Mam spicebomba extreme , testowałem givenchy only absolute. O ile w V&R ten tytoń z wanilią bardzo mi odpowiada to absolute jest dla mnie wiśniowym ulepem. // Proszę , nie cytuj w całości ostatnich postów na które odpowiadasz - Lucjan
Czwartek, 14 wrzesień 2017, 14:36
Również uważam że parametry to on ma dobre, a nawet bardzo dobre.
Fakt że opinie co do parametrów często się dość znacznie różnią, czy to u nas na forum czy na fragrze i to może zastanawiać. Ja mam flaszkę z 2015 a czy później coś zmieniali tego nie jestem pewien :?
Czwartek, 14 wrzesień 2017, 15:07
Opinię wydałem po teście nadgarstkowym - tester ze znanej stacjonarnej perfumerii. Może się powtarzam ale dla mnie ta warsja, to popłuczyny po starym spicebomb. A porównania do tobacco vanille od TF są bezzasadne - w mojej ocenie te dwa zapachy nie mają wspólnych mianowników. To tak jakby porównywać Mercedesa (TF) do malucha
Sobota, 7 październik 2017, 08:30
Miał ktoś może okazje porównać batch spicebomba z 2016 roku do 2017roku? Różne opinie wyczytałem w internecie, w tym niektórzy pisali o mizernej trwałości i jeszcze gorszej projekcji. Ja mam odlewkę z 2016 roku i na mnie jest to po prostu mocarz! Długo się utrzymuję, niesamowicie projektuję. Przymierzam się do kupna 90ml na iperfumach i zastanawiam się, czy spicebomb z 2k17 nie będzie trochę wykastrowany. Ktoś, coś?
Wracając do zapachu, jak dla mnie świetne pachnidło. Użyłem go dopiero parę razy, a już przyniósł mi parę komplementów. W dodatku pachnie słodko, przyjemnie, ale nie męczy. Wyczuwam trochę zapach piernika, na święta wydaję się być idealny Dla mnie zasłużone 5.
Sobota, 7 październik 2017, 10:29
Mnie też się kojarzy tak świątecznie trochę.
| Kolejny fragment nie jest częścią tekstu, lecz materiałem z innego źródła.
use ndarray::s;
use ndarray::Array2;
use ndarray::Array3;
use ndarray::ArrayView3;
use num_complex::Complex64;
use tracing::trace;

use crate::error::Result;
use crate::error::VarError;
use crate::linalg::to_dmatrix;

/// Shape `(p, K)` of a coefficient array, checking that every slice is square.
pub fn coef_dims(coefs: &ArrayView3<f64>) -> Result<(usize, usize)> {
  let (p, k, k2) = coefs.dim();
  if k != k2 {
    return Err(VarError::DimensionMismatch {
      what: "coefficient slice columns",
      expected: k,
      found: k2,
    });
  }
  Ok((p, k))
}

/// Stack per-lag `K x K` matrices into a `(p, K, K)` coefficient array.
pub fn stack_coefs(slices: &[Array2<f64>]) -> Result<Array3<f64>> {
  let Some(first) = slices.first() else {
    return Err(VarError::EmptyInput {
      name: "coefficient slices",
    });
  };
  let k = first.nrows();
  let mut out = Array3::<f64>::zeros((slices.len(), k, k));
  for (j, a) in slices.iter().enumerate() {
    if a.nrows() != k {
      return Err(VarError::DimensionMismatch {
        what: "coefficient slice rows",
        expected: k,
        found: a.nrows(),
      });
    }
    if a.ncols() != k {
      return Err(VarError::DimensionMismatch {
        what: "coefficient slice columns",
        expected: k,
        found: a.ncols(),
      });
    }
    out.slice_mut(s![j, .., ..]).assign(a);
  }
  Ok(out)
}

/// Companion matrix of a VAR(p) process.
///
/// ```text
/// A = [A_1 A_2 ... A_{p-1} A_p]
///     [I_K 0   ... 0       0  ]
///     [0   I_K ... 0       0  ]
///     [0   0   ... I_K     0  ]
/// ```
pub fn companion_matrix(coefs: &ArrayView3<f64>) -> Result<Array2<f64>> {
  let (p, k) = coef_dims(coefs)?;
  if p == 0 || k == 0 {
    return Err(VarError::EmptyInput {
      name: "coefficient array",
    });
  }

  let kp = k * p;
  let mut a = Array2::<f64>::zeros((kp, kp));
  for j in 0..p {
    a.slice_mut(s![..k, j * k..(j + 1) * k])
      .assign(&coefs.slice(s![j, .., ..]));
  }
  for i in k..kp {
    a[[i, i - k]] = 1.0;
  }
  Ok(a)
}

/// Eigenvalues of the companion matrix.
pub fn companion_eigenvalues(coefs: &ArrayView3<f64>) -> Result<Vec<Complex64>> {
  let a = companion_matrix(coefs)?;
  let eig = to_dmatrix(&a.view()).complex_eigenvalues();
  let out: Vec<Complex64> = eig.iter().map(|z| Complex64::new(z.re, z.im)).collect();
  trace!(moduli = ?out.iter().map(|z| z.norm()).collect::<Vec<_>>(), "companion eigenvalues");
  Ok(out)
}

/// Whether every companion eigenvalue lies strictly inside the unit circle.
pub fn is_stable(coefs: &ArrayView3<f64>) -> Result<bool> {
  Ok(companion_eigenvalues(coefs)?.iter().all(|z| z.norm() < 1.0))
}

#[cfg(test)]
mod tests {
  use approx::assert_abs_diff_eq;
  use ndarray::array;
  use ndarray::Array3;

  use super::*;

  fn coefs_3x2() -> Array3<f64> {
    Array3::from_shape_fn((3, 2, 2), |(j, r, c)| (100 * (j + 1) + 10 * r + c) as f64)
  }

  #[test]
  fn top_block_row_holds_coefficients_in_lag_order() {
    let coefs = coefs_3x2();
    let a = companion_matrix(&coefs.view()).unwrap();
    assert_eq!(a.dim(), (6, 6));
    assert_eq!(a.row(0).to_vec(), vec![100.0, 101.0, 200.0, 201.0, 300.0, 301.0]);
    assert_eq!(a.row(1).to_vec(), vec![110.0, 111.0, 210.0, 211.0, 310.0, 311.0]);
  }

  #[test]
  fn lower_blocks_are_identity_or_zero() {
    let (p, k) = (4, 3);
    let coefs = Array3::from_elem((p, k, k), 0.3);
    let a = companion_matrix(&coefs.view()).unwrap();
    for i in k..k * p {
      for j in 0..k * p {
        let expected = if j + k == i { 1.0 } else { 0.0 };
        assert_eq!(a[[i, j]], expected, "entry ({i}, {j})");
      }
    }
  }

  #[test]
  fn var1_companion_is_the_coefficient() {
    let coefs = array![[[0.5, 0.1], [0.2, 0.3]]];
    let a = companion_matrix(&coefs.view()).unwrap();
    assert_eq!(a, array![[0.5, 0.1], [0.2, 0.3]]);
  }

  #[test]
  fn rejects_non_square_slices() {
    let coefs = Array3::<f64>::zeros((2, 2, 3));
    assert!(matches!(
      companion_matrix(&coefs.view()),
      Err(VarError::DimensionMismatch { .. })
    ));
  }

  #[test]
  fn stack_rejects_inconsistent_slices() {
    let slices = vec![Array2::<f64>::eye(2), Array2::<f64>::eye(3)];
    assert_eq!(
      stack_coefs(&slices),
      Err(VarError::DimensionMismatch {
        what: "coefficient slice rows",
        expected: 2,
        found: 3
      })
    );
    assert!(stack_coefs(&[]).is_err());
  }

  #[test]
  fn diagonal_var1_eigenvalues_are_the_diagonal() {
    let coefs = array![[[0.6, 0.0], [0.0, -0.3]]];
    let mut eig = companion_eigenvalues(&coefs.view()).unwrap();
    eig.sort_by(|a, b| a.re.total_cmp(&b.re));
    assert_eq!(eig.len(), 2);
    assert_abs_diff_eq!(eig[0].re, -0.3, epsilon = 1e-12);
    assert_abs_diff_eq!(eig[1].re, 0.6, epsilon = 1e-12);
    assert!(eig.iter().all(|z| z.im.abs() < 1e-12));
  }

  #[test]
  fn var2_roots_match_the_characteristic_polynomial() {
    // y_t = 0.5 y_{t-1} - 0.06 y_{t-2}: z^2 - 0.5 z + 0.06 = (z - 0.2)(z - 0.3)
    let coefs = array![[[0.5]], [[-0.06]]];
    let mut moduli: Vec<f64> = companion_eigenvalues(&coefs.view())
      .unwrap()
      .iter()
      .map(|z| z.norm())
      .collect();
    moduli.sort_by(f64::total_cmp);
    assert_abs_diff_eq!(moduli[0], 0.2, epsilon = 1e-10);
    assert_abs_diff_eq!(moduli[1], 0.3, epsilon = 1e-10);
  }

  #[test]
  fn stability_follows_root_moduli() {
    let stable = stack_coefs(&[array![[0.5, 0.1], [0.0, 0.4]], array![[0.1, 0.0], [0.0, 0.1]]]).unwrap();
    assert!(is_stable(&stable.view()).unwrap());

    let explosive = array![[[1.05, 0.0], [0.0, 0.2]]];
    assert!(!is_stable(&explosive.view()).unwrap());
  }
}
Mam zakupione niedawno z iperfumy. I hmm. Niestety nie mam porównania do 2016, ale mam wrażenie, że nie jest aż tak mocny jak ludzie piszą. Ale to tylko domysły moje.
Sobota, 7 październik 2017, 20:59
Ja mam wersję z 2015 roku, dzisiaj użyłem pierwszy raz globalnie trzy strzały - trwałość i projekcja znakomita Aplikacja o 15 a cały czas czuję je od siebie bardzo intensywnie, czy to przy lekkim poruszaniu lub nawet bez. Niestety nie jestem w stanie potwierdzić lub zaprzeczyć co do jakichkolwiek zmian, bo w teście nadgarstkowym w S. obecny wypust trzymał się na mnie w miarę dobrze.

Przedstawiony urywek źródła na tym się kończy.